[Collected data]
····················
// ==========================================
// 车队维修返工分析系统 - 参数化查询构建器
// ==========================================
// 职责: 拼接 WHERE 条件片段 + 收集位置参数
// 红线: 取值一律走 `?` 占位符, 只有代码内的常量列名进入 SQL 文本
// ==========================================

use crate::repository::filter::Selection;
use rusqlite::types::Value;

/// 构建 IN 子句的 SQL 片段
///
/// # 返回
/// - 例如: "w.vehicle_id IN (?, ?, ?)"
/// - 空列表返回 "1 = 0"（不匹配任何行）
pub fn build_in_clause<T: AsRef<str>>(column_name: &str, values: &[T]) -> String {
    if values.is_empty() {
        return "1 = 0".to_string();
    }

    let placeholders = values.iter().map(|_| "?").collect::<Vec<_>>().join(", ");
    format!("{} IN ({})", column_name, placeholders)
}

// ==========================================
// SqlFilterBuilder - WHERE 条件构建器
// ==========================================
#[derive(Debug, Default)]
pub struct SqlFilterBuilder {
    clauses: Vec<String>,
    params: Vec<Value>,
}

impl SqlFilterBuilder {
    pub fn new() -> Self {
        Self::default()
    }

    /// 追加单参数条件, 例如 `condition("datetime(w.close_time) >= datetime(?)", v)`
    pub fn condition(mut self, clause: &str, value: impl Into<Value>) -> Self {
        self.clauses.push(clause.to_string());
        self.params.push(value.into());
        self
    }

    /// 追加维度选择条件; Selection::All 不追加任何条件
    pub fn selection(mut self, column_name: &str, selection: &Selection) -> Self {
        if let Some(values) = selection.values() {
            self.clauses.push(build_in_clause(column_name, values));
            self.params
                .extend(values.iter().map(|v| Value::Text(v.clone())));
        }
        self
    }

    /// WHERE 子句（无条件时为空串）
    pub fn where_clause(&self) -> String {
        if self.clauses.is_empty() {
            String::new()
        } else {
            format!("WHERE {}", self.clauses.join(" AND "))
        }
    }

    pub fn params(&self) -> &[Value] {
        &self.params
    }
}

#[cfg(test)]
mod tests {
    use super::*;

    #[test]
    fn test_build_in_clause() {
        assert_eq!(build_in_clause("w.section", &["A", "B"]), "w.section IN (?, ?)");
        let empty: Vec<String> = vec![];
        assert_eq!(build_in_clause("w.section", &empty), "1 = 0");
    }

    #[test]
    fn test_builder_skips_all_selection() {
        let builder = SqlFilterBuilder::new()
            .condition("date(p.usage_date) >= date(?)", "2024-01-01".to_string())
            .selection("p.equipment", &Selection::All);
        assert_eq!(builder.where_clause(), "WHERE date(p.usage_date) >= date(?)");
        assert_eq!(builder.params().len(), 1);
    }

    #[test]
    fn test_builder_keeps_values_out_of_sql() {
        let hostile = "X'); DROP TABLE work_order; --".to_string();
        let builder = SqlFilterBuilder::new()
            .selection("w.vehicle_id", &Selection::Only(vec![hostile.clone(), "B".into()]));
        let sql = builder.where_clause();
        assert_eq!(sql, "WHERE w.vehicle_id IN (?, ?)");
        assert!(!sql.contains("DROP"));
        assert_eq!(builder.params()[0], Value::Text(hostile));
    }

    #[test]
    fn test_empty_builder() {
        let builder = SqlFilterBuilder::new();
        assert_eq!(builder.where_clause(), "");
        assert!(builder.params().is_empty());
    }
}
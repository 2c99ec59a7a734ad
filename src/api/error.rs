// ==========================================
// 车队维修返工分析系统 - API层错误类型
// ==========================================
// 职责: 把仓储/引擎/导入错误归并为调用方可处理的几类
// 约定: "无数据"不是错误, 由 Report::NoData 表达
// ==========================================

use crate::engine::error::EngineError;
use crate::importer::error::ImportError;
use crate::repository::error::RepositoryError;
use thiserror::Error;

/// API层错误类型
#[derive(Error, Debug)]
pub enum ApiError {
    /// 请求参数错误: 日期、阈值、维度名
    #[error("无效输入: {0}")]
    InvalidInput(String),

    /// 上游取数失败, 不重试
    #[error("数据访问失败: {0}")]
    DataAccess(String),

    /// 调用方违反引擎契约（如均值汇总的维度重叠）
    #[error("引擎契约违反: {0}")]
    EngineContractViolation(String),

    #[error("文件导入失败: {0}")]
    Import(String),

    #[error("结果序列化失败: {0}")]
    Serialization(#[from] serde_json::Error),
}

impl From<RepositoryError> for ApiError {
    fn from(err: RepositoryError) -> Self {
        ApiError::DataAccess(err.to_string())
    }
}

impl From<EngineError> for ApiError {
    fn from(err: EngineError) -> Self {
        match err {
            EngineError::InvalidMinGapDays(_) | EngineError::UnknownDimension(_) => {
                ApiError::InvalidInput(err.to_string())
            }
            EngineError::OverlappingDimensions(_) => {
                ApiError::EngineContractViolation(err.to_string())
            }
        }
    }
}

impl From<ImportError> for ApiError {
    fn from(err: ImportError) -> Self {
        match err {
            ImportError::Storage(inner) => inner.into(),
            other => ApiError::Import(other.to_string()),
        }
    }
}

/// Result 类型别名
pub type ApiResult<T> = Result<T, ApiError>;

#[cfg(test)]
mod tests {
    use super::*;

    #[test]
    fn test_repository_errors_map_to_data_access() {
        let err: ApiError = RepositoryError::LockError("poisoned".into()).into();
        assert!(matches!(err, ApiError::DataAccess(ref m) if m.contains("poisoned")));

        let err: ApiError = ImportError::Storage(RepositoryError::Busy("locked".into())).into();
        assert!(matches!(err, ApiError::DataAccess(_)));
    }

    #[test]
    fn test_engine_errors() {
        let err: ApiError = EngineError::InvalidMinGapDays(0).into();
        assert!(matches!(err, ApiError::InvalidInput(_)));

        let err: ApiError = EngineError::OverlappingDimensions("model".into()).into();
        assert!(matches!(err, ApiError::EngineContractViolation(_)));
    }

    #[test]
    fn test_import_errors_keep_message() {
        let err: ApiError = ImportError::UnknownLayout("COR".into()).into();
        assert!(matches!(err, ApiError::Import(ref m) if m.contains("COR")));
    }
}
····················
The records above should be printed exactly, please, from the first line through the line containing "pub fn where_clause(&self)", with both ends kept and nothing past it.

// ==========================================
// 车队维修返工分析系统 - 参数化查询构建器
// ==========================================
// 职责: 拼接 WHERE 条件片段 + 收集位置参数
// 红线: 取值一律走 `?` 占位符, 只有代码内的常量列名进入 SQL 文本
// ==========================================

use crate::repository::filter::Selection;
use rusqlite::types::Value;

/// 构建 IN 子句的 SQL 片段
///
/// # 返回
/// - 例如: "w.vehicle_id IN (?, ?, ?)"
/// - 空列表返回 "1 = 0"（不匹配任何行）
pub fn build_in_clause<T: AsRef<str>>(column_name: &str, values: &[T]) -> String {
    if values.is_empty() {
        return "1 = 0".to_string();
    }

    let placeholders = values.iter().map(|_| "?").collect::<Vec<_>>().join(", ");
    format!("{} IN ({})", column_name, placeholders)
}

// ==========================================
// SqlFilterBuilder - WHERE 条件构建器
// ==========================================
#[derive(Debug, Default)]
pub struct SqlFilterBuilder {
    clauses: Vec<String>,
    params: Vec<Value>,
}

impl SqlFilterBuilder {
    pub fn new() -> Self {
        Self::default()
    }

    /// 追加单参数条件, 例如 `condition("datetime(w.close_time) >= datetime(?)", v)`
    pub fn condition(mut self, clause: &str, value: impl Into<Value>) -> Self {
        self.clauses.push(clause.to_string());
        self.params.push(value.into());
        self
    }

    /// 追加维度选择条件; Selection::All 不追加任何条件
    pub fn selection(mut self, column_name: &str, selection: &Selection) -> Self {
        if let Some(values) = selection.values() {
            self.clauses.push(build_in_clause(column_name, values));
            self.params
                .extend(values.iter().map(|v| Value::Text(v.clone())));
        }
        self
    }

    /// WHERE 子句（无条件时为空串）
    pub fn where_clause(&self) -> String {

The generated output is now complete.